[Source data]
★ ★ ★ ★
//! # SQLite Reading Store
//!
//! Persists readings in a single `sensor_data` table through a one-connection
//! `sqlx` pool. Timestamps are stored as integer microseconds so ordering is
//! numeric rather than lexical.

use super::{ReadingStore, StoreError};
use crate::telemetry::reading::Reading;
use chrono::{DateTime, Utc};
use sqlx::sqlite::{SqliteConnectOptions, SqlitePool, SqlitePoolOptions};
use std::path::Path;
use std::str::FromStr;
use std::time::Duration;

const CREATE_TABLE_SQL: &str = "
    CREATE TABLE IF NOT EXISTS sensor_data (
        id INTEGER PRIMARY KEY AUTOINCREMENT,
        seq INTEGER NOT NULL,
        timestamp_us INTEGER NOT NULL,
        speed REAL NOT NULL,
        temperature REAL NOT NULL,
        pressure REAL NOT NULL
    )";

const SELECT_NEWEST_SQL: &str = "
    SELECT seq, timestamp_us, speed, temperature, pressure
    FROM sensor_data
    ORDER BY timestamp_us DESC, seq DESC
    LIMIT ?";

const TRIM_SQL: &str = "
    DELETE FROM sensor_data
    WHERE id NOT IN (
        SELECT id FROM sensor_data
        ORDER BY timestamp_us DESC, seq DESC
        LIMIT ?
    )";

type ReadingRow = (i64, i64, f64, f64, f64);

/// A `sensor_data` table in a SQLite database.
pub struct SqliteStore {
    pool: SqlitePool,
}

impl SqliteStore {
    /// Opens (creating if needed) the database file at `path` and its parent
    /// directory, then ensures the schema exists.
    pub async fn open(path: impl AsRef<Path>) -> Result<Self, StoreError> {
        let path = path.as_ref();
        if let Some(dir) = path.parent().filter(|d| !d.as_os_str().is_empty()) {
            tokio::fs::create_dir_all(dir)
                .await
                .map_err(|source| StoreError::DirectoryError {
                    path: dir.to_path_buf(),
                    source,
                })?;
        }

        let options = SqliteConnectOptions::new()
            .filename(path)
            .create_if_missing(true);
        let store = Self::connect(options).await?;
        log::info!("Database initialized successfully at {}", path.display());
        Ok(store)
    }

    /// A private in-memory database, gone when the store is dropped.
    pub async fn in_memory() -> Result<Self, StoreError> {
        let options = SqliteConnectOptions::from_str("sqlite::memory:")
            .map_err(|e| StoreError::ConnectionError(e.to_string()))?;
        Self::connect(options).await
    }

    async fn connect(options: SqliteConnectOptions) -> Result<Self, StoreError> {
        // One connection that never idles out: writes are serialised anyway and an
        // in-memory database lives only as long as its connection.
        let pool = SqlitePoolOptions::new()
            .max_connections(1)
            .min_connections(1)
            .idle_timeout(None)
            .max_lifetime(None)
            .acquire_timeout(Duration::from_secs(3))
            .connect_with(options)
            .await
            .map_err(|e: sqlx::Error| StoreError::ConnectionError(e.to_string()))?;

        sqlx::query(CREATE_TABLE_SQL)
            .execute(&pool)
            .await
            .map_err(|e: sqlx::Error| StoreError::SchemaError(e.to_string()))?;

        Ok(Self { pool })
    }

    async fn newest(&self, limit: usize) -> Result<Vec<Reading>, StoreError> {
        let rows = sqlx::query_as::<_, ReadingRow>(SELECT_NEWEST_SQL)
            .bind(to_i64(limit)?)
            .fetch_all(&self.pool)
            .await
            .map_err(query_error)?;
        rows.into_iter().map(into_reading).collect()
    }
}

impl ReadingStore for SqliteStore {
    async fn append(&mut self, reading: &Reading) -> Result<(), StoreError> {
        sqlx::query(
            "INSERT INTO sensor_data (seq, timestamp_us, speed, temperature, pressure)
             VALUES (?, ?, ?, ?, ?)",
        )
        .bind(to_i64(reading.seq)?)
        .bind(reading.timestamp.timestamp_micros())
        .bind(reading.speed)
        .bind(reading.temperature)
        .bind(reading.pressure)
        .execute(&self.pool)
        .await
        .map_err(query_error)?;
        Ok(())
    }

    async fn latest(&mut self) -> Result<Option<Reading>, StoreError> {
        Ok(self.newest(1).await?.pop())
    }

    async fn history(&mut self, limit: usize) -> Result<Vec<Reading>, StoreError> {
        let mut rows = self.newest(limit).await?;
        rows.reverse();
        Ok(rows)
    }

    async fn trim(&mut self, keep: usize) -> Result<u64, StoreError> {
        let result = sqlx::query(TRIM_SQL)
            .bind(to_i64(keep)?)
            .execute(&self.pool)
            .await
            .map_err(query_error)?;
        Ok(result.rows_affected())
    }
}

fn query_error(e: sqlx::Error) -> StoreError {
    StoreError::QueryError(e.to_string())
}

fn to_i64<T: TryInto<i64> + Copy + std::fmt::Display>(value: T) -> Result<i64, StoreError> {
    value
        .try_into()
        .map_err(|_| StoreError::QueryError(format!("{} does not fit a SQLite integer", value)))
}

fn into_reading((seq, timestamp_us, speed, temperature, pressure): ReadingRow) -> Result<Reading, StoreError> {
    let timestamp = DateTime::<Utc>::from_timestamp_micros(timestamp_us).ok_or(StoreError::CorruptRow(seq))?;
    Ok(Reading {
        seq: u64::try_from(seq).map_err(|_| StoreError::CorruptRow(seq))?,
        timestamp,
        speed,
        temperature,
        pressure,
    })
}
★ ★ ★ ★
[Task directions] Above are the records; restate each one exactly.

[Expected answer]
//! # SQLite Reading Store
//!
//! Persists readings in a single `sensor_data` table through a one-connection
//! `sqlx` pool. Timestamps are stored as integer microseconds so ordering is
//! numeric rather than lexical.

use super::{ReadingStore, StoreError};
use crate::telemetry::reading::Reading;
use chrono::{DateTime, Utc};
use sqlx::sqlite::{SqliteConnectOptions, SqlitePool, SqlitePoolOptions};
use std::path::Path;
use std::str::FromStr;
use std::time::Duration;

const CREATE_TABLE_SQL: &str = "
    CREATE TABLE IF NOT EXISTS sensor_data (
        id INTEGER PRIMARY KEY AUTOINCREMENT,
        seq INTEGER NOT NULL,
        timestamp_us INTEGER NOT NULL,
        speed REAL NOT NULL,
        temperature REAL NOT NULL,
        pressure REAL NOT NULL
    )";

const SELECT_NEWEST_SQL: &str = "
    SELECT seq, timestamp_us, speed, temperature, pressure
    FROM sensor_data
    ORDER BY timestamp_us DESC, seq DESC
    LIMIT ?";

const TRIM_SQL: &str = "
    DELETE FROM sensor_data
    WHERE id NOT IN (
        SELECT id FROM sensor_data
        ORDER BY timestamp_us DESC, seq DESC
        LIMIT ?
    )";

type ReadingRow = (i64, i64, f64, f64, f64);

/// A `sensor_data` table in a SQLite database.
pub struct SqliteStore {
    pool: SqlitePool,
}

impl SqliteStore {
    /// Opens (creating if needed) the database file at `path` and its parent
    /// directory, then ensures the schema exists.
    pub async fn open(path: impl AsRef<Path>) -> Result<Self, StoreError> {
        let path = path.as_ref();
        if let Some(dir) = path.parent().filter(|d| !d.as_os_str().is_empty()) {
            tokio::fs::create_dir_all(dir)
                .await
                .map_err(|source| StoreError::DirectoryError {
                    path: dir.to_path_buf(),
                    source,
                })?;
        }

        let options = SqliteConnectOptions::new()
            .filename(path)
            .create_if_missing(true);
        let store = Self::connect(options).await?;
        log::info!("Database initialized successfully at {}", path.display());
        Ok(store)
    }

    /// A private in-memory database, gone when the store is dropped.
    pub async fn in_memory() -> Result<Self, StoreError> {
        let options = SqliteConnectOptions::from_str("sqlite::memory:")
            .map_err(|e| StoreError::ConnectionError(e.to_string()))?;
        Self::connect(options).await
    }

    async fn connect(options: SqliteConnectOptions) -> Result<Self, StoreError> {
        // One connection that never idles out: writes are serialised anyway and an
        // in-memory database lives only as long as its connection.
        let pool = SqlitePoolOptions::new()
            .max_connections(1)
            .min_connections(1)
            .idle_timeout(None)
            .max_lifetime(None)
            .acquire_timeout(Duration::from_secs(3))
            .connect_with(options)
            .await
            .map_err(|e: sqlx::Error| StoreError::ConnectionError(e.to_string()))?;

        sqlx::query(CREATE_TABLE_SQL)
            .execute(&pool)
            .await
            .map_err(|e: sqlx::Error| StoreError::SchemaError(e.to_string()))?;

        Ok(Self { pool })
    }

    async fn newest(&self, limit: usize) -> Result<Vec<Reading>, StoreError> {
        let rows = sqlx::query_as::<_, ReadingRow>(SELECT_NEWEST_SQL)
            .bind(to_i64(limit)?)
            .fetch_all(&self.pool)
            .await
            .map_err(query_error)?;
        rows.into_iter().map(into_reading).collect()
    }
}

impl ReadingStore for SqliteStore {
    async fn append(&mut self, reading: &Reading) -> Result<(), StoreError> {
        sqlx::query(
            "INSERT INTO sensor_data (seq, timestamp_us, speed, temperature, pressure)
             VALUES (?, ?, ?, ?, ?)",
        )
        .bind(to_i64(reading.seq)?)
        .bind(reading.timestamp.timestamp_micros())
        .bind(reading.speed)
        .bind(reading.temperature)
        .bind(reading.pressure)
        .execute(&self.pool)
        .await
        .map_err(query_error)?;
        Ok(())
    }

    async fn latest(&mut self) -> Result<Option<Reading>, StoreError> {
        Ok(self.newest(1).await?.pop())
    }

    async fn history(&mut self, limit: usize) -> Result<Vec<Reading>, StoreError> {
        let mut rows = self.newest(limit).await?;
        rows.reverse();
        Ok(rows)
    }

    async fn trim(&mut self, keep: usize) -> Result<u64, StoreError> {
        let result = sqlx::query(TRIM_SQL)
            .bind(to_i64(keep)?)
            .execute(&self.pool)
            .await
            .map_err(query_error)?;
        Ok(result.rows_affected())
    }
}

fn query_error(e: sqlx::Error) -> StoreError {
    StoreError::QueryError(e.to_string())
}

fn to_i64<T: TryInto<i64> + Copy + std::fmt::Display>(value: T) -> Result<i64, StoreError> {
    value
        .try_into()
        .map_err(|_| StoreError::QueryError(format!("{} does not fit a SQLite integer", value)))
}

fn into_reading((seq, timestamp_us, speed, temperature, pressure): ReadingRow) -> Result<Reading, StoreError> {
    let timestamp = DateTime::<Utc>::from_timestamp_micros(timestamp_us).ok_or(StoreError::CorruptRow(seq))?;
    Ok(Reading {
        seq: u64::try_from(seq).map_err(|_| StoreError::CorruptRow(seq))?,
        timestamp,
        speed,
        temperature,
        pressure,
    })
}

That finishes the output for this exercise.